General characteristics
- Type: Inland passenger/freight
- Tonnage: 250 gross tons; 167 net tons
- Length: 111.4 ft (33.95 m)
- Beam: 24.5 ft (7.47 m)
- Depth of hold: 4.7 ft (1.43 m)
- Decks: two
- Installed power: Twin steam engines, horizontally mounted.
- Propulsion: Sternwheel
- Crew: Five (5).

= Dispatch (sternwheeler) =

American steamboat

Dispatch was a sternwheel steamboat that was operated on the Coquille River on the southern Oregon coast from 1903 to 1920. The name of this vessel is sometimes seen spelled Despatch. This sternwheeler should not be confused with an earlier and somewhat smaller sternwheeler, also named Dispatch, that was built at Bandon, Oregon, in 1890, for which the 1903 Dispatch was a replacement.

==Construction==
Dispatch was built in 1903 at Parkersburg, Oregon by Charles Trigg. Dispatch was 111.4 ft long, with a beam of 24.5 ft and depth of hold of 4.7 ft. The overall size of the vessel was 250 gross and 167 net tons. The official registry number was 200081 and the required number of crew was five.

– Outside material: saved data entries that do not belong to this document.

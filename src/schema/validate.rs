use bson::{Bson, Document as BsonDocument};

use super::core::Schema;
use super::types::{FieldDef, FieldType};
use crate::errors::DbError;
use crate::types::ID_FIELD;

pub(crate) const CREATED_AT: &str = "createdAt";
pub(crate) const UPDATED_AT: &str = "updatedAt";

pub(crate) fn prepare(schema: &Schema, data: &BsonDocument) -> Result<BsonDocument, DbError> {
    let mut out = BsonDocument::new();
    for (k, v) in data {
        if schema.get_virtual(k).is_some() {
            continue;
        }
        let keep = !schema.options.strict
            || k == ID_FIELD
            || schema.field_def(k).is_some()
            || (schema.options.timestamps && (k == CREATED_AT || k == UPDATED_AT));
        if keep {
            out.insert(k.clone(), v.clone());
        }
    }
    for (name, def) in schema.fields() {
        let present = out.get(name).filter(|v| !matches!(v, Bson::Null)).cloned();
        let value = match (present, &def.default) {
            (Some(v), _) => Some(cast(name, def.field_type, v)?),
            (None, Some(d)) => Some(cast(name, def.field_type, d.clone())?),
            (None, None) => None,
        };
        match value {
            Some(v) => {
                check(name, def, &v)?;
                out.insert(name.to_string(), v);
            }
            None if def.required => {
                return Err(DbError::validation(name, "path is required"));
            }
            None => {}
        }
    }
    Ok(out)
}

fn type_name(v: &Bson) -> &'static str {
    match v {
        Bson::String(_) => "string",
        Bson::Int32(_) | Bson::Int64(_) | Bson::Double(_) | Bson::Decimal128(_) => "number",
        Bson::Boolean(_) => "boolean",
        Bson::DateTime(_) => "date",
        Bson::Array(_) => "array",
        Bson::Document(_) => "document",
        Bson::Null => "null",
        _ => "value",
    }
}

/// Casts `v` to `ty` the way a loosely typed caller would expect.
pub(crate) fn cast(path: &str, ty: FieldType, v: Bson) -> Result<Bson, DbError> {
    let fail = |v: &Bson| DbError::validation(path, format!("cannot cast {} to {ty:?}", type_name(v)));
    Ok(match (ty, v) {
        (FieldType::Mixed, v) => v,
        (FieldType::String, Bson::String(s)) => Bson::String(s),
        (FieldType::String, Bson::Int32(i)) => Bson::String(i.to_string()),
        (FieldType::String, Bson::Int64(i)) => Bson::String(i.to_string()),
        (FieldType::String, Bson::Double(f)) => Bson::String(f.to_string()),
        (FieldType::String, Bson::Boolean(b)) => Bson::String(b.to_string()),
        (FieldType::Number, v @ (Bson::Int32(_) | Bson::Int64(_) | Bson::Double(_))) => v,
        (FieldType::Number, Bson::String(s)) => {
            let t = s.trim();
            if let Ok(i) = t.parse::<i64>() {
                i32::try_from(i).map_or(Bson::Int64(i), Bson::Int32)
            } else if let Ok(f) = t.parse::<f64>() {
                Bson::Double(f)
            } else {
                return Err(fail(&Bson::String(s)));
            }
        }
        (FieldType::Boolean, Bson::Boolean(b)) => Bson::Boolean(b),
        (FieldType::Boolean, Bson::String(s)) => match s.to_ascii_lowercase().as_str() {
            "true" | "1" | "yes" => Bson::Boolean(true),
            "false" | "0" | "no" => Bson::Boolean(false),
            _ => return Err(fail(&Bson::String(s))),
        },
        (FieldType::Boolean, Bson::Int32(i @ (0 | 1))) => Bson::Boolean(i == 1),
        (FieldType::Date, Bson::DateTime(d)) => Bson::DateTime(d),
        (FieldType::Date, Bson::String(s)) => match chrono::DateTime::parse_from_rfc3339(&s) {
            Ok(dt) => Bson::DateTime(bson::DateTime::from_millis(dt.timestamp_millis())),
            Err(_) => return Err(fail(&Bson::String(s))),
        },
        (FieldType::Date, Bson::Int64(ms)) => Bson::DateTime(bson::DateTime::from_millis(ms)),
        (FieldType::Array, Bson::Array(a)) => Bson::Array(a),
        (FieldType::Array, v) => Bson::Array(vec![v]),
        (FieldType::Document, Bson::Document(d)) => Bson::Document(d),
        (_, v) => return Err(fail(&v)),
    })
}

fn as_number(v: &Bson) -> Option<f64> {
    match v {
        Bson::Int32(i) => Some(f64::from(*i)),
        #[allow(clippy::cast_precision_loss)]
        Bson::Int64(i) => Some(*i as f64),
        Bson::Double(f) => Some(*f),
        _ => None,
    }
}

fn check(path: &str, def: &FieldDef, v: &Bson) -> Result<(), DbError> {
    if let Some(n) = as_number(v) {
        if let Some(min) = def.min
            && n < min
        {
            return Err(DbError::validation(path, format!("{n} is less than minimum {min}")));
        }
        if let Some(max) = def.max
            && n > max
        {
            return Err(DbError::validation(path, format!("{n} is more than maximum {max}")));
        }
    }
    let len = match v {
        Bson::String(s) => Some(s.chars().count()),
        Bson::Array(a) => Some(a.len()),
        _ => None,
    };
    if let Some(len) = len {
        if def.min_length.is_some_and(|m| len < m) {
            return Err(DbError::validation(path, format!("length {len} is shorter than allowed")));
        }
        if def.max_length.is_some_and(|m| len > m) {
            return Err(DbError::validation(path, format!("length {len} is longer than allowed")));
        }
    }
    if !def.enum_values.is_empty() && !def.enum_values.contains(v) {
        return Err(DbError::validation(path, format!("{v} is not an allowed value")));
    }
    if let (Some(re), Bson::String(s)) = (&def.pattern, v)
        && !re.is_match(s)
    {
        return Err(DbError::validation(path, format!("`{s}` does not match {}", re.as_str())));
    }
    Ok(())
}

Dispatch was reported to have cost $18,000 to construct and was said to have been "one of the finest river steamers ever built in this part of Oregon".

==Owners==
For twenty-four years (1903 to 1927), Dispatch operated on the route on the Coquille River from Bandon to Coquille City. During this time, Dispatch was owned by the Coquille River Steamboat Company, the Farmers Transportation Company, and the Coquille River Transportation Company.

On July 18, 1907, it was announced that the five steamers then operating on the Coquille River were to come under new management. A new corporation was to be formed with a capital stock of $50,000. C.J. McLean and H.G. Stratton, of Portland, and F.A. Smith, of St. Johns, were among those interested in the corporation. Liberty and Dispatch were to have new boilers, and Antelope would be overhauled.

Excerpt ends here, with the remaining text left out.